Though Arabs today call Israel "Palestine," MK Benny Elon (National Union) told IsraelNationalNews that in this case, "the words 'Palestinian homeland' can mean Jordan as well... Certainly Abdullah himself remembers that the original Palestine includes Jordan - but perhaps he assumes that everyone else does not." Elon was referring to the fact that the area of Palestine, as recognized by the League of Nations and the British rulers nearly 100 years ago, includes what is today Israel and Jordan. King Abdullah's remarks, therefore, can mean precisely the same idea that Elon has been promoting: The Arabs of Judea and Samaria should be "annexed" to Jordan.
For years, Elon has been promoting a peace plan called The Right Road to Peace, or the Israel Initiative, as an alternative to the accepted Roadmap two-state solution. "The establishment of a Palestinian state in Judea, Samaria and Gaza (the West Bank) will only prolong the Arab-Israeli conflict and exact a heavy toll in human life," Elon explains.

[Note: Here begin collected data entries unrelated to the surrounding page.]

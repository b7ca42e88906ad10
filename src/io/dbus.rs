//! Desktop notifications over the session bus.
//!
//! Uses zbus's blocking API against the freedesktop notification interface; any
//! notification daemon (mako, dunst, swaync, GNOME Shell, ...) implements it.

use anyhow::{Context, Result};
use std::collections::HashMap;
use zbus::blocking::Connection;
use zbus::zvariant::Value;

use crate::constants::APP_NAME;

/// Urgency hint values defined by freedesktop notifications.
pub const URGENCY_NORMAL: u8 = 1;
pub const URGENCY_CRITICAL: u8 = 2;

/// D-Bus proxy trait for the freedesktop Notifications interface.
#[zbus::proxy(
    interface = "org.freedesktop.Notifications",
    default_service = "org.freedesktop.Notifications",
    default_path = "/org/freedesktop/Notifications"
)]
trait Notifications {
    /// Show a notification and return its server-side id.
    #[allow(clippy::too_many_arguments)]
    fn notify(
        &self,
        app_name: &str,
        replaces_id: u32,
        app_icon: &str,
        summary: &str,
        body: &str,
        actions: &[&str],
        hints: &HashMap<&str, &Value<'_>>,
        expire_timeout: i32,
    ) -> zbus::Result<u32>;
}

/// A session bus connection able to post notifications.
pub struct NotificationClient {
    connection: Connection,
}

impl NotificationClient {
    pub fn connect() -> Result<Self> {
        let connection = Connection::session().context("Failed to connect to session D-Bus")?;
        Ok(Self { connection })
    }

    /// Post a notification. `expire_timeout` of -1 lets the server decide.
    pub fn send(&self, summary: &str, body: &str, urgency: u8) -> Result<u32> {
        let proxy = NotificationsProxyBlocking::new(&self.connection)
            .context("Failed to create notifications proxy")?;

        let urgency = Value::from(urgency);
        let hints = HashMap::from([("urgency", &urgency)]);

        proxy
            .notify(APP_NAME, 0, "alarm-clock", summary, body, &[], &hints, -1)
            .context("Notification server rejected the notification")
    }
}
#[cfg(test)]
mod tests {
    use super::*;
    use crate::alarm::notify::MockNotifier;
    use crate::constants::BUNDLED_REGULAR_FILE;
    use crate::prayer::PrayerName;
    use chrono::TimeZone;
    use std::sync::atomic::AtomicUsize;
    use tempfile::{TempDir, tempdir};

    const FALLBACK: &str = "https://fallback.example/adhan.mp3";

    /// Records starts and tracks how many handles are live at once.
    #[derive(Default)]
    struct FakeBackend {
        failing: Vec<AudioRef>,
        started: Mutex<Vec<AudioRef>>,
        live: Arc<AtomicUsize>,
        max_live: Arc<AtomicUsize>,
    }

    struct FakePlayback {
        live: Arc<AtomicUsize>,
        stopped: bool,
    }

    impl PlaybackHandle for FakePlayback {
        fn stop(&mut self) {
            if !self.stopped {
                self.stopped = true;
                self.live.fetch_sub(1, Ordering::SeqCst);
            }
        }

        fn is_playing(&self) -> bool {
            !self.stopped
        }
    }

    impl AudioBackend for FakeBackend {
        fn start(&self, source: &AudioRef) -> CoreResult<Box<dyn PlaybackHandle>> {
            if self.failing.contains(source) {
                return Err(load_error(source, "unsupported format"));
            }
            self.started.lock().unwrap().push(source.clone());
            let now_live = self.live.fetch_add(1, Ordering::SeqCst) + 1;
            self.max_live.fetch_max(now_live, Ordering::SeqCst);
            thread::sleep(Duration::from_millis(5));
            Ok(Box::new(FakePlayback {
                live: self.live.clone(),
                stopped: false,
            }))
        }
    }

    fn quiet_notifier() -> Box<MockNotifier> {
        let mut notifier = MockNotifier::new();
        notifier.expect_notify().returning(|_, _, _| Ok(()));
        Box::new(notifier)
    }

    fn handler(backend: Arc<FakeBackend>, dir: &TempDir) -> FiringHandler {
        crate::logger::Log::set_enabled(false);
        let resolver = AudioResolver::new(dir.path().join("sounds"), dir.path().join("voices"), FALLBACK);
        FiringHandler::new(quiet_notifier(), backend, resolver)
    }

    fn dhuhr(audio: Option<AudioRef>) -> AlarmPayload {
        let at = chrono_tz::Asia::Riyadh
            .with_ymd_and_hms(2024, 3, 15, 12, 29, 0)
            .unwrap();
        AlarmPayload::for_prayer(PrayerName::Dhuhr, at, audio)
    }

    #[test]
    fn test_plays_payload_audio() {
        let dir = tempdir().unwrap();
        let backend = Arc::new(FakeBackend::default());
        let handler = handler(backend.clone(), &dir);
        let audio = AudioRef::local("/voices/mine.mp3");

        assert_eq!(
            handler.on_fire(&dhuhr(Some(audio.clone()))),
            FireOutcome::Playing(audio)
        );
        assert!(handler.is_playing());
        handler.stop();
        assert!(!handler.is_playing());
        handler.stop();
    }

    #[test]
    fn test_falls_back_to_bundled_then_remote() {
        let dir = tempdir().unwrap();
        let sounds = dir.path().join("sounds");
        fs::create_dir_all(&sounds).unwrap();
        fs::write(sounds.join(BUNDLED_REGULAR_FILE), b"RIFF").unwrap();
        let broken = AudioRef::local("/voices/corrupt.mp3");
        let bundled = AudioRef::local(sounds.join(BUNDLED_REGULAR_FILE));

        let backend = Arc::new(FakeBackend {
            failing: vec![broken.clone(), bundled.clone()],
            ..Default::default()
        });
        let handler = handler(backend.clone(), &dir);

        assert_eq!(
            handler.playback_candidates(&dhuhr(Some(broken.clone()))),
            vec![broken.clone(), bundled, AudioRef::remote(FALLBACK)]
        );
        assert_eq!(
            handler.on_fire(&dhuhr(Some(broken))),
            FireOutcome::Playing(AudioRef::remote(FALLBACK))
        );
    }

    #[test]
    fn test_silent_when_everything_fails_but_still_notifies() {
        let dir = tempdir().unwrap();
        let audio = AudioRef::remote("https://gone.example/a.mp3");
        let backend = Arc::new(FakeBackend {
            failing: vec![audio.clone(), AudioRef::remote(FALLBACK)],
            ..Default::default()
        });
        let mut notifier = MockNotifier::new();
        notifier.expect_notify().times(1).returning(|_, _, _| Ok(()));
        let resolver = AudioResolver::new(dir.path().join("sounds"), dir.path().join("voices"), FALLBACK);
        let handler = FiringHandler::new(Box::new(notifier), backend, resolver);

        assert_eq!(handler.on_fire(&dhuhr(Some(audio))), FireOutcome::Silent);
        assert!(!handler.is_playing());
    }

    #[test]
    fn test_no_audio_only_notifies() {
        let dir = tempdir().unwrap();
        let backend = Arc::new(FakeBackend::default());
        let handler = handler(backend.clone(), &dir);

        assert_eq!(handler.on_fire(&dhuhr(None)), FireOutcome::NotifiedOnly);
        assert!(backend.started.lock().unwrap().is_empty());
    }

    #[test]
    fn test_playback_disabled() {
        let dir = tempdir().unwrap();
        let backend = Arc::new(FakeBackend::default());
        let handler = handler(backend.clone(), &dir).with_playback(false);

        let outcome = handler.on_fire(&dhuhr(Some(AudioRef::remote(FALLBACK))));
        assert_eq!(outcome, FireOutcome::NotifiedOnly);
        assert!(backend.started.lock().unwrap().is_empty());
    }

    #[test]
    fn test_notification_failure_does_not_block_playback() {
        let dir = tempdir().unwrap();
        let mut notifier = MockNotifier::new();
        notifier
            .expect_notify()
            .returning(|_, _, _| Err(anyhow::anyhow!("no notification daemon")));
        let resolver = AudioResolver::new(dir.path().join("sounds"), dir.path().join("voices"), FALLBACK);
        let handler = FiringHandler::new(
            Box::new(notifier),
            Arc::new(FakeBackend::default()),
            resolver,
        );

        assert!(matches!(
            handler.on_fire(&dhuhr(Some(AudioRef::remote(FALLBACK)))),
            FireOutcome::Playing(_)
        ));
    }

    #[test]
    fn test_second_alarm_replaces_the_first() {
        let dir = tempdir().unwrap();
        let backend = Arc::new(FakeBackend::default());
        let handler = handler(backend.clone(), &dir);

        handler.on_fire(&dhuhr(Some(AudioRef::local("/a.mp3"))));
        handler.on_fire(&dhuhr(Some(AudioRef::local("/b.mp3"))));

        assert_eq!(backend.live.load(Ordering::SeqCst), 1);
        assert_eq!(backend.started.lock().unwrap().len(), 2);
    }

    #[test]
    fn test_concurrent_fires_never_overlap() {
        let dir = tempdir().unwrap();
        let backend = Arc::new(FakeBackend::default());
        let handler = Arc::new(handler(backend.clone(), &dir));

        let workers: Vec<_> = (0..8)
            .map(|i| {
                let handler = handler.clone();
                thread::spawn(move || {
                    handler.on_fire(&dhuhr(Some(AudioRef::local(format!("/voice-{i}.mp3")))));
                })
            })
            .collect();
        for worker in workers {
            worker.join().unwrap();
        }

        assert_eq!(backend.max_live.load(Ordering::SeqCst), 1);
        assert_eq!(backend.live.load(Ordering::SeqCst), 1);
        handler.stop();
        assert_eq!(backend.live.load(Ordering::SeqCst), 0);
    }

    #[test]
    fn test_rodio_backend_reports_missing_file() {
        let mut fetcher = crate::voice::remote::MockFetcher::new();
        fetcher.expect_fetch().never();
        let backend = RodioBackend::new(Arc::new(fetcher));

        let result = backend.start(&AudioRef::local("/definitely/not/here.wav"));
        assert!(matches!(result, Err(CoreError::AudioLoad { .. })));
    }

    #[test]
    fn test_rodio_backend_reports_undecodable_stream() {
        let mut fetcher = crate::voice::remote::MockFetcher::new();
        fetcher
            .expect_fetch()
            .returning(|_| Ok(b"<html>not audio</html>".to_vec()));
        let backend = RodioBackend::new(Arc::new(fetcher));

        let result = backend.start(&AudioRef::remote("https://x.example/page"));
        assert!(matches!(result, Err(CoreError::AudioLoad { .. })));
    }
}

Elon explained that Jordan is very wary of having on its western border a Hamas state, which a future Palestinian state is likely to become. "Jordan also has an increasingly extremist-Muslim Iraq to contend with on its eastern border - a very uncomfortable situation for King Abdullah," he continued. Elon noted that the Jordanian monarch dispatched his former Prime Minister Abdel Salam al-Majali to discuss the plan with the Israelis.
"If Jordan knows that the plan is serious, and has the support of the United States, and that it can work, it will support it," Elon said.